=== What this task involves ===
Beginning with the first line, transcribe the entries below exactly through the line containing "const HOURLY_FIELDS: &str", inclusive.

=== Listed records ===
[Start of Attachment]
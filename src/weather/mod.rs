// src/weather/mod.rs

pub mod split;

use crate::dates;
use anyhow::{bail, Context, Result};
use chrono::{NaiveDate, NaiveDateTime};
use csv::Writer;
use reqwest::Client;
use serde::Deserialize;
use std::{collections::BTreeMap, fs, path::Path, time::Duration};
use tracing::{info, warn};

/// Open-Meteo historical archive, addressed by coordinates.
const ARCHIVE_URL: &str = "https://archive-api.open-meteo.com/v1/archive";
const HOURLY_FIELDS: &str =
    "temperature_2m,dew_point_2m,relative_humidity_2m,precipitation,wind_speed_10m,surface_pressure";
const ZONE_PAUSE: Duration = Duration::from_millis(150);

/// Hourly weather observation for a zone. Field names mirror the columns of
/// the combined weather CSV.
#[derive(Debug, Clone, PartialEq)]
pub struct WeatherRecord {
    pub timestamp: NaiveDateTime,
    pub zone: String,
    pub temp: Option<f64>,
    pub dwpt: Option<f64>,
    pub rhum: Option<f64>,
    pub prcp: Option<f64>,
    pub wspd: Option<f64>,
    pub pres: Option<f64>,
}

#[derive(Debug, Deserialize)]
struct ArchiveResponse {
    hourly: Option<HourlySeries>,
}

#[derive(Debug, Default, Deserialize)]
struct HourlySeries {
    #[serde(default)]
    time: Vec<String>,
    #[serde(default)]
    temperature_2m: Vec<Option<f64>>,
    #[serde(default)]
    dew_point_2m: Vec<Option<f64>>,
    #[serde(default)]
    relative_humidity_2m: Vec<Option<f64>>,
    #[serde(default)]
    precipitation: Vec<Option<f64>>,
    #[serde(default)]
    wind_speed_10m: Vec<Option<f64>>,
    #[serde(default)]
    surface_pressure: Vec<Option<f64>>,
}

impl HourlySeries {
    fn records(self, zone: &str) -> Vec<WeatherRecord> {
        fn at(series: &[Option<f64>], i: usize) -> Option<f64> {
            series.get(i).copied().flatten()
        }
        self.time
            .iter()
            .enumerate()
            .filter_map(|(i, t)| {
                let timestamp = dates::parse_timestamp(t)?;
                Some(WeatherRecord {
                    timestamp,
                    zone: zone.to_string(),
                    temp: at(&self.temperature_2m, i),
                    dwpt: at(&self.dew_point_2m, i),
                    rhum: at(&self.relative_humidity_2m, i),
                    prcp: at(&self.precipitation, i),
                    wspd: at(&self.wind_speed_10m, i),
                    pres: at(&self.surface_pressure, i),
                })
            })
            .collect()
    }
}

/// Zone → (lat, lon), from a JSON object of two-element arrays, e.g.
/// `{"AE": [39.37, -74.42], "PS": [40.73, -74.17]}`.
pub fn load_zone_coords<P: AsRef<Path>>(path: P) -> Result<BTreeMap<String, (f64, f64)>> {
    let path = path.as_ref();
    let raw = fs::read_to_string(path).with_context(|| format!("reading {}", path.display()))?;
    let parsed: BTreeMap<String, Vec<f64>> = serde_json::from_str(&raw)
        .with_context(|| format!("parsing zone coords from {}", path.display()))?;

    let mut coords = BTreeMap::new();
    for (zone, c) in parsed {
        if c.len() != 2 {
            bail!("zone {} must have [lat, lon], got {} values", zone, c.len());
        }
        coords.insert(zone, (c[0], c[1]));
    }
    if coords.is_empty() {
        bail!("no zones in {}", path.display());
    }
    Ok(coords)
}

async fn fetch_zone(
    client: &Client,
    zone: &str,
    lat: f64,
    lon: f64,
    start: NaiveDate,
    end: NaiveDate,
) -> Result<Vec<WeatherRecord>> {
    let resp: ArchiveResponse = client
        .get(ARCHIVE_URL)
        .query(&[
            ("latitude", lat.to_string()),
            ("longitude", lon.to_string()),
            ("start_date", start.format("%Y-%m-%d").to_string()),
            ("end_date", end.format("%Y-%m-%d").to_string()),
            ("hourly", HOURLY_FIELDS.to_string()),
        ])
        .send()
        .await
        .with_context(|| format!("GET weather for {}", zone))?
        .error_for_status()?
        .json()
        .await
        .with_context(|| format!("decoding weather response for {}", zone))?;

    Ok(resp.hourly.unwrap_or_default().records(zone))
}

/// Download hourly weather for every configured zone over [start, end]
/// (inclusive dates) and write one combined CSV. A zone that fails or comes
/// back empty is skipped; all zones failing is an error.
pub async fn download(
    client: &Client,
    coords: &BTreeMap<String, (f64, f64)>,
    start: NaiveDate,
    end: NaiveDate,
    out: &Path,
) -> Result<()> {
    info!(zones = coords.len(), %start, %end, "downloading hourly weather");

    let mut records: Vec<WeatherRecord> = Vec::new();
    for (zone, &(lat, lon)) in coords {
        match fetch_zone(client, zone, lat, lon, start, end).await {
            Ok(rows) if rows.is_empty() => warn!(zone = %zone, "no weather data"),
            Ok(rows) => {
                info!(zone = %zone, rows = rows.len(), "fetched weather");
                records.extend(rows);
            }
            Err(e) => warn!(zone = %zone, "weather fetch failed: {:#}", e),
        }
        tokio::time::sleep(ZONE_PAUSE).await;
    }

    if records.is_empty() {
        bail!("no weather retrieved; check coords and date range");
    }
    records.sort_by(|a, b| (a.zone.as_str(), a.timestamp).cmp(&(b.zone.as_str(), b.timestamp)));
    write_weather_csv(&records, out)
}

pub fn write_weather_csv<P: AsRef<Path>>(records: &[WeatherRecord], path: P) -> Result<()> {
    let path = path.as_ref();
    if let Some(parent) = path.parent() {
        if !parent.as_os_str().is_empty() {
            fs::create_dir_all(parent).with_context(|| format!("creating {}", parent.display()))?;
        }
    }

    fn field(v: Option<f64>) -> String {
        v.map(|x| x.to_string()).unwrap_or_default()
    }

    let mut wtr =
        Writer::from_path(path).with_context(|| format!("creating {}", path.display()))?;
    wtr.write_record(["timestamp", "zone", "temp", "dwpt", "rhum", "prcp", "wspd", "pres"])
        .context("writing weather header")?;
    for r in records {
        wtr.write_record([
            r.timestamp.format("%Y-%m-%d %H:%M:%S").to_string(),
            r.zone.clone(),
            field(r.temp),
            field(r.dwpt),
            field(r.rhum),
            field(r.prcp),
            field(r.wspd),
            field(r.pres),
        ])
        .context("writing weather row")?;
    }
    wtr.flush().context("flushing weather CSV")?;

    info!(rows = records.len(), path = %path.display(), "wrote weather CSV");
    Ok(())
}
// src/fetch/mod.rs

use crate::dates;
use crate::ingest::TrainingRecord;
use anyhow::{bail, Context, Result};
use chrono::NaiveDate;
use csv::Writer;
use reqwest::Client;
use serde::Deserialize;
use std::{
    fs,
    path::{Path, PathBuf},
    time::Duration,
};
use tracing::{debug, info};

/// PJM DataMiner2 hourly metered load feed.
const FEED_URL: &str = "https://dataminer2.pjm.com/feed/hrl_load_metered";
const PAGE_SIZE: usize = 50_000;
const PAGE_PAUSE: Duration = Duration::from_millis(300);

#[derive(Debug, Deserialize)]
struct FeedRow {
    datetime_beginning_ept: Option<String>,
    zone: Option<String>,
    mw: Option<f64>,
}

#[derive(Debug, Default, Deserialize)]
struct FeedPage {
    #[serde(default)]
    data: Vec<FeedRow>,
}

/// First day of the month and the exclusive upper bound (first day of the
/// following month).
pub fn month_bounds(year: i32, month: u32) -> Result<(NaiveDate, NaiveDate)> {
    let start = NaiveDate::from_ymd_opt(year, month, 1)
        .with_context(|| format!("invalid month {}-{:02}", year, month))?;
    let end = if month == 12 {
        NaiveDate::from_ymd_opt(year + 1, 1, 1)
    } else {
        NaiveDate::from_ymd_opt(year, month + 1, 1)
    }
    .context("computing end of month")?;
    Ok((start, end))
}

fn rows_to_records(rows: Vec<FeedRow>) -> Vec<TrainingRecord> {
    rows.into_iter()
        .filter_map(|row| {
            let timestamp = row
                .datetime_beginning_ept
                .as_deref()
                .and_then(dates::parse_timestamp)?;
            let zone = row.zone?.trim().to_uppercase();
            if zone.is_empty() {
                return None;
            }
            Some(TrainingRecord {
                zone,
                timestamp,
                load_mw: row.mw?,
            })
        })
        .collect()
}

/// Download one month of hourly load rows, paging through the feed with
/// startRow/endRow windows until a short page ends the loop. Rows with
/// missing fields are dropped; no rows at all is an error.
pub async fn fetch_month(client: &Client, year: i32, month: u32) -> Result<Vec<TrainingRecord>> {
    let (start, end) = month_bounds(year, month)?;
    let gte = format!("{}T00:00:00", start.format("%Y-%m-%d"));
    let lt = format!("{}T00:00:00", end.format("%Y-%m-%d"));
    info!(%gte, %lt, "downloading PJM load feed");

    let mut records = Vec::new();
    let mut start_row = 1usize;
    loop {
        let end_row = start_row + PAGE_SIZE - 1;
        let page: FeedPage = client
            .get(FEED_URL)
            .query(&[
                ("startRow", start_row.to_string()),
                ("endRow", end_row.to_string()),
                ("fields", "datetime_beginning_ept,zone,mw".to_string()),
                ("datetime_beginning_ept__gte", gte.clone()),
                ("datetime_beginning_ept__lt", lt.clone()),
            ])
            .send()
            .await
            .with_context(|| format!("GET {} rows {}-{}", FEED_URL, start_row, end_row))?
            .error_for_status()?
            .json()
            .await
            .context("decoding feed page")?;

        let fetched = page.data.len();
        if fetched == 0 {
            break;
        }
        let parsed = rows_to_records(page.data);
        if parsed.len() < fetched {
            debug!(
                dropped = fetched - parsed.len(),
                start_row, "dropped feed rows with missing fields"
            );
        }
        records.extend(parsed);
        debug!(rows = fetched, start_row, "fetched feed page");

        if fetched < PAGE_SIZE {
            break;
        }
        start_row += PAGE_SIZE;
        tokio::time::sleep(PAGE_PAUSE).await;
    }

    if records.is_empty() {
        bail!("no load rows downloaded for {}-{:02}", year, month);
    }
    records.sort_by(|a, b| (a.zone.as_str(), a.timestamp).cmp(&(b.zone.as_str(), b.timestamp)));
    info!(rows = records.len(), "downloaded load feed");
    Ok(records)
}

/// Default feed output path: `data/raw/pjm_<year>_<mon>.csv`.
pub fn default_out_path(year: i32, month: u32) -> Result<PathBuf> {
    Ok(PathBuf::from("data/raw").join(format!("pjm_{}_{}.csv", year, dates::month_abbr(month)?)))
}

/// Write records as a standardized load CSV, readable back by the ingest
/// column sniffer.
pub fn write_load_csv<P: AsRef<Path>>(records: &[TrainingRecord], path: P) -> Result<()> {
    let path = path.as_ref();
    if let Some(parent) = path.parent() {
        if !parent.as_os_str().is_empty() {
            fs::create_dir_all(parent).with_context(|| format!("creating {}", parent.display()))?;
        }
    }

    let mut wtr =
        Writer::from_path(path).with_context(|| format!("creating {}", path.display()))?;
    wtr.write_record(["timestamp", "zone", "load_mw"])
        .context("writing load header")?;
    for r in records {
        wtr.write_record([
            r.timestamp.format("%Y-%m-%d %H:%M:%S").to_string(),
            r.zone.clone(),
            r.load_mw.to_string(),
        ])
        .context("writing load row")?;
    }
    wtr.flush().context("flushing load CSV")?;

    info!(rows = records.len(), path = %path.display(), "wrote load CSV");
    Ok(())
}

#[cfg(test)]
mod tests {
    use super::*;

    #[test]
    fn month_bounds_are_half_open() {
        let (start, end) = month_bounds(2025, 11).unwrap();
        assert_eq!(start.to_string(), "2025-11-01");
        assert_eq!(end.to_string(), "2025-12-01");

        let (start, end) = month_bounds(2025, 12).unwrap();
        assert_eq!(start.to_string(), "2025-12-01");
        assert_eq!(end.to_string(), "2026-01-01");

        assert!(month_bounds(2025, 13).is_err());
    }

    #[test]
    fn feed_page_rows_convert_and_filter() {
        let page: FeedPage = serde_json::from_str(
            r#"{
                "data": [
                    {"datetime_beginning_ept": "2025-11-01T00:00:00", "zone": "ae", "mw": 1234.5},
                    {"datetime_beginning_ept": "2025-11-01T01:00:00", "zone": "AE", "mw": null},
                    {"datetime_beginning_ept": null, "zone": "AE", "mw": 1.0},
                    {"datetime_beginning_ept": "2025-11-01T02:00:00", "zone": " ps ", "mw": 99.0}
                ]
            }"#,
        )
        .unwrap();

        let records = rows_to_records(page.data);
        assert_eq!(records.len(), 2);
        assert_eq!(records[0].zone, "AE");
        assert_eq!(records[0].load_mw, 1234.5);
        assert_eq!(records[1].zone, "PS");
        assert_eq!(records[1].timestamp.to_string(), "2025-11-01 02:00:00");
    }

    #[test]
    fn feed_page_tolerates_missing_data_key() {
        let page: FeedPage = serde_json::from_str(r#"{"totalRows": 0}"#).unwrap();
        assert!(page.data.is_empty());
    }

    #[test]
    fn default_path_uses_month_abbreviation() {
        assert_eq!(
            default_out_path(2025, 11).unwrap(),
            PathBuf::from("data/raw/pjm_2025_nov.csv")
        );
    }

    #[test]
    fn load_csv_round_trips_through_ingest() {
        use chrono::NaiveDate;
        let dir = tempfile::tempdir().unwrap();
        let path = dir.path().join("pjm.csv");
        let records = vec![TrainingRecord {
            zone: "PS".to_string(),
            timestamp: NaiveDate::from_ymd_opt(2025, 11, 1)
                .unwrap()
                .and_hms_opt(0, 0, 0)
                .unwrap(),
            load_mw: 5000.4,
        }];
        write_load_csv(&records, &path).unwrap();

        let back = crate::ingest::read_load_csv(&path).unwrap();
        assert_eq!(back, records);
    }
}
[End of Attachment]
=== Written answer ===
filename src/weather/mod.rs
// src/weather/mod.rs

pub mod split;

use crate::dates;
use anyhow::{bail, Context, Result};
use chrono::{NaiveDate, NaiveDateTime};
use csv::Writer;
use reqwest::Client;
use serde::Deserialize;
use std::{collections::BTreeMap, fs, path::Path, time::Duration};
use tracing::{info, warn};

/// Open-Meteo historical archive, addressed by coordinates.
const ARCHIVE_URL: &str = "https://archive-api.open-meteo.com/v1/archive";
const HOURLY_FIELDS: &str =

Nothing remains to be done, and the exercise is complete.